# [WORK ORDER]
Please copy out each line of the entries in which "integration" appears.

━━━━━ TASK MATERIAL

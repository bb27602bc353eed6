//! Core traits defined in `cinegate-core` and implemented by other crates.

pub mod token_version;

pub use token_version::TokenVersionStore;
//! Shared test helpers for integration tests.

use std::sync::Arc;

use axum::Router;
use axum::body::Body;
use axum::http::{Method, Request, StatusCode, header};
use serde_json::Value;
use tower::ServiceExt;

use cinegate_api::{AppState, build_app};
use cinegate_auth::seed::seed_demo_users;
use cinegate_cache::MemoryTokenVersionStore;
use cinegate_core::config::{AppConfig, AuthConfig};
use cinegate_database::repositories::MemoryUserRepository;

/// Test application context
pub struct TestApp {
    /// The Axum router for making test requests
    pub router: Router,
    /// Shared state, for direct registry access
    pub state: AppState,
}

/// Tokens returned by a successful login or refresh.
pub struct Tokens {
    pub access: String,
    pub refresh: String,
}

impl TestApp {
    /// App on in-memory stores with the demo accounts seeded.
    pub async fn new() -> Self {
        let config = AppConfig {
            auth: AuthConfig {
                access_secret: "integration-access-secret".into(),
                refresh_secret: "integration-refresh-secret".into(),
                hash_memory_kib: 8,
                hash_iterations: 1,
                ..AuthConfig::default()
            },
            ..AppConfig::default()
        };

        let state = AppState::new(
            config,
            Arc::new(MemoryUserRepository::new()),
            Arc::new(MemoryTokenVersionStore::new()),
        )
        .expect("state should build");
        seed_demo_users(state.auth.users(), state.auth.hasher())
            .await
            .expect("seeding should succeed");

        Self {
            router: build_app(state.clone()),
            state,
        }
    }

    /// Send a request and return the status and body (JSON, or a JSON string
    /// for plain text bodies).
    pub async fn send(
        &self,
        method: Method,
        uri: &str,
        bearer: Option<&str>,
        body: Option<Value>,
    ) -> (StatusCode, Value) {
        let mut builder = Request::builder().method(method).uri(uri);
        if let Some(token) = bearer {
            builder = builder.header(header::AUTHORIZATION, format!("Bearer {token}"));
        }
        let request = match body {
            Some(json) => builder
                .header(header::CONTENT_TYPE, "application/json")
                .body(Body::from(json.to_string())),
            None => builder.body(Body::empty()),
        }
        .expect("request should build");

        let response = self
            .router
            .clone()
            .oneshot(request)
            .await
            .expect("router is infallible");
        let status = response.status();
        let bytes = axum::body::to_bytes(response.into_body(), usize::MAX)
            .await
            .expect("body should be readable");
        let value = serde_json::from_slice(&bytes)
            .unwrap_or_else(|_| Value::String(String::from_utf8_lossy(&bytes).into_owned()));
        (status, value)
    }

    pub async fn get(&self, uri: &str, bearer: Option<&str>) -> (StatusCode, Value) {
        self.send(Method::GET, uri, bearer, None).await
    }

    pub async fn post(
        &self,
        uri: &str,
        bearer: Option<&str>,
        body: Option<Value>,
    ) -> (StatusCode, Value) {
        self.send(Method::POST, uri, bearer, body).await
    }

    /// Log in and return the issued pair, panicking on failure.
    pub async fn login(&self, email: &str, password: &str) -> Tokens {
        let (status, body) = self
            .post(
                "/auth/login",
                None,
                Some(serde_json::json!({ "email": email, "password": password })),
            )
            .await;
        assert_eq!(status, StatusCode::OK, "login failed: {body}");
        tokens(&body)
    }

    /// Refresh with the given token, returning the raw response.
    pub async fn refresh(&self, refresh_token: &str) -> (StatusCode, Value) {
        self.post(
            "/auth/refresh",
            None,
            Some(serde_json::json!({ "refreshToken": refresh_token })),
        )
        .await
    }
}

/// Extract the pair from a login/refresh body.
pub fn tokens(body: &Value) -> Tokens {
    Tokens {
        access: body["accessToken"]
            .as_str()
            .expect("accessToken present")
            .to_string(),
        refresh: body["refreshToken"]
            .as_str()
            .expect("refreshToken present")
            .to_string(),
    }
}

━━━━━━━━━━
━━━━━ TASK MATERIAL

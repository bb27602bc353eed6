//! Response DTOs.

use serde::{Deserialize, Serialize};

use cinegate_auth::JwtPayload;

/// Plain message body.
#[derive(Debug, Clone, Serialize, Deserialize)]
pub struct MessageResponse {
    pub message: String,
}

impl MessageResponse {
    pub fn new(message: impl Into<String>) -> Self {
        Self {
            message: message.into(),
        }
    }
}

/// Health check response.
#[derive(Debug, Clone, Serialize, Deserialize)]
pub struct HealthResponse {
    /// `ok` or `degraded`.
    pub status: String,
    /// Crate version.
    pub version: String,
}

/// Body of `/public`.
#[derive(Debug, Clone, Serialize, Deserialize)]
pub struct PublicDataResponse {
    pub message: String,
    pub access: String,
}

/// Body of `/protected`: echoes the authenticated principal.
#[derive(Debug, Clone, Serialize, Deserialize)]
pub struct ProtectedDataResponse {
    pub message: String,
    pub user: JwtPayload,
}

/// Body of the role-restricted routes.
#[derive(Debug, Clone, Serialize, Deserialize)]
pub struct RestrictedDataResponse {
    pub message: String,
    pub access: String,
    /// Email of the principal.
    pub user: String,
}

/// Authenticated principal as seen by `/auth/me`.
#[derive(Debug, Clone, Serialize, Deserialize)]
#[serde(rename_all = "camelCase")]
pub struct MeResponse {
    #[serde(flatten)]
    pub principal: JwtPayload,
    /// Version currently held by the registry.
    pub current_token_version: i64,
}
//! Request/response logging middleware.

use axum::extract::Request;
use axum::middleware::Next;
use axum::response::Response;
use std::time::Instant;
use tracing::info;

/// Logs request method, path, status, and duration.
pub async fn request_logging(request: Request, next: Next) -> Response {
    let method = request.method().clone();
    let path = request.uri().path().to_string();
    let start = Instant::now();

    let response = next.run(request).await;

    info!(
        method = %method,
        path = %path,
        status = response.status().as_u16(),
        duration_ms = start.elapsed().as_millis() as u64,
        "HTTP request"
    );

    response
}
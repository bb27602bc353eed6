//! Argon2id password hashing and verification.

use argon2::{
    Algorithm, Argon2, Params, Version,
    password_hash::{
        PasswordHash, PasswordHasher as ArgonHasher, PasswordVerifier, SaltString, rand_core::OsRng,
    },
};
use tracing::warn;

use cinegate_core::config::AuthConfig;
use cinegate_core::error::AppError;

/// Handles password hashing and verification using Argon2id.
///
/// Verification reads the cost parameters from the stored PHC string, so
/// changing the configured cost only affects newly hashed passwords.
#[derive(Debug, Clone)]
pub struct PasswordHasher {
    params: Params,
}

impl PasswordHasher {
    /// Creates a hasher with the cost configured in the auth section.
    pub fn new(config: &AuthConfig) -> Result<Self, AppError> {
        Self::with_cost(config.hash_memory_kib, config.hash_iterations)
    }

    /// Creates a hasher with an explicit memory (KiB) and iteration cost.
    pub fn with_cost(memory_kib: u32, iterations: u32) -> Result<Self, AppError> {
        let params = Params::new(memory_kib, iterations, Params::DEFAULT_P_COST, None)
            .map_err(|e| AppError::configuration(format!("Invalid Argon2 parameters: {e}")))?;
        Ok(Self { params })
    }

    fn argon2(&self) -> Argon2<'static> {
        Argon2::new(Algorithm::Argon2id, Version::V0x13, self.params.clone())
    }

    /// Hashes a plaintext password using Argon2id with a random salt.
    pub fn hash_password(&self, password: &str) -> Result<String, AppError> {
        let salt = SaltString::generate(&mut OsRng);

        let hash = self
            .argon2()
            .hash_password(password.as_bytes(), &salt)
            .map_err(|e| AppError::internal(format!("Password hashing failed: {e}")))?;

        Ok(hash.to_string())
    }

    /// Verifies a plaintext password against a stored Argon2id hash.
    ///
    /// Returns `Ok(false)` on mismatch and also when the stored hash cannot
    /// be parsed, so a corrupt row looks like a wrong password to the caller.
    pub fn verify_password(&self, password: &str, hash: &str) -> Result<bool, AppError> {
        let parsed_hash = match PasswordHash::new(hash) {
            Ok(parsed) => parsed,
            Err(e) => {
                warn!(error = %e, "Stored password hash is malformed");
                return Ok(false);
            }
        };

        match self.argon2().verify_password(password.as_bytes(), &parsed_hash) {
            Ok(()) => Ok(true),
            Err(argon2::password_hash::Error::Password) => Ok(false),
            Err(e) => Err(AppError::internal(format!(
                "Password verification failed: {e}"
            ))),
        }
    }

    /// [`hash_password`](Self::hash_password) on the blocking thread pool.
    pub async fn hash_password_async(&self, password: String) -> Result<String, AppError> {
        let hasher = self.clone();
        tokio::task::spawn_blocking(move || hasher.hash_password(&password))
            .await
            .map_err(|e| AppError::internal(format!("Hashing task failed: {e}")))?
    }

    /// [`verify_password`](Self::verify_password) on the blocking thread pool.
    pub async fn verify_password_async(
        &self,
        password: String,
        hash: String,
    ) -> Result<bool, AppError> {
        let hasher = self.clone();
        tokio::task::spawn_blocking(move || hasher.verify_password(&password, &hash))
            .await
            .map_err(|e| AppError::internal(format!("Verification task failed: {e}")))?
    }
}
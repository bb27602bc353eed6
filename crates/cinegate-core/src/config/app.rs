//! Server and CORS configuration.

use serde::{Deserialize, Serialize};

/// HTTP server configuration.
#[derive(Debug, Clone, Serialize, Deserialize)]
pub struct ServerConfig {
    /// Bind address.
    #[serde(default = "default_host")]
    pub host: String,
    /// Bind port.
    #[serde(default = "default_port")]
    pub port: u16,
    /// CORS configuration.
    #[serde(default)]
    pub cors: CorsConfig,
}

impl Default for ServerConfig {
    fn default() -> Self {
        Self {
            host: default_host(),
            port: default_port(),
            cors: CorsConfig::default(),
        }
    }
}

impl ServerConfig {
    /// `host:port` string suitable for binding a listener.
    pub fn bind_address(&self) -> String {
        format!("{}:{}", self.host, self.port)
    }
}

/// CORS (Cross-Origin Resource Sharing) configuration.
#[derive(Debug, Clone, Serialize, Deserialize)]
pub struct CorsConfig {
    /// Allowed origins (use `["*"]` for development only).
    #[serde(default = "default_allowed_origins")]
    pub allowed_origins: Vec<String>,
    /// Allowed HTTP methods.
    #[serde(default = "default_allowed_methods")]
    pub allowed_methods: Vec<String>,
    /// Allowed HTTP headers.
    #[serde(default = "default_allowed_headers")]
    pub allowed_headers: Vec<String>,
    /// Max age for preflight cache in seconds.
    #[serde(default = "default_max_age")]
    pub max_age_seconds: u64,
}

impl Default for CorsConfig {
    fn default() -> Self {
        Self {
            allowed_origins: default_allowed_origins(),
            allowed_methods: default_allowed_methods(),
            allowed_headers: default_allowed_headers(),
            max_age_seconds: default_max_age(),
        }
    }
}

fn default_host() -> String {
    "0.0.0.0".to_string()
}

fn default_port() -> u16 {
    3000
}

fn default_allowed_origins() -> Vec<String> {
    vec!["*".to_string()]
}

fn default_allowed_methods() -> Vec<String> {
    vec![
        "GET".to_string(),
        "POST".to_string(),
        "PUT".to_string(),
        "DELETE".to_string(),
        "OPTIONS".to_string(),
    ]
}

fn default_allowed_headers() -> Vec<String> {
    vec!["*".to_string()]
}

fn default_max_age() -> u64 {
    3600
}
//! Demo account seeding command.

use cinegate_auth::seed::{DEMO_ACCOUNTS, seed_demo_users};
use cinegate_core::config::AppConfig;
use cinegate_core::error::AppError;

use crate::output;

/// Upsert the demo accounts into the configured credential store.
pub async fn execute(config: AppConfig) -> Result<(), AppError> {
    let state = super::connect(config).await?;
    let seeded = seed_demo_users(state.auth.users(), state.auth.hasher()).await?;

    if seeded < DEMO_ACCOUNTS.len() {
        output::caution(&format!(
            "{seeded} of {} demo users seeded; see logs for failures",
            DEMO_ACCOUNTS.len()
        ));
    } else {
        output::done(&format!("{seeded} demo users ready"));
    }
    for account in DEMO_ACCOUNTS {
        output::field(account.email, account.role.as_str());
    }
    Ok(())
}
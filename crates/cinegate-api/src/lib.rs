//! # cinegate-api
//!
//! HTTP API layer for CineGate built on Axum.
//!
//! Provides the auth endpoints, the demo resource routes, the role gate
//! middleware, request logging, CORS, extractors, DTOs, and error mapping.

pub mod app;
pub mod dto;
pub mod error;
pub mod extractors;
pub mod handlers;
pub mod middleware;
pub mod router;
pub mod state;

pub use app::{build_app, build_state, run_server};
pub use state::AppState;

━━━━━━━━━━

# [RESPONSE AREA]
//! Shared test helpers for integration tests.
                access_secret: "integration-access-secret".into(),
                refresh_secret: "integration-refresh-secret".into(),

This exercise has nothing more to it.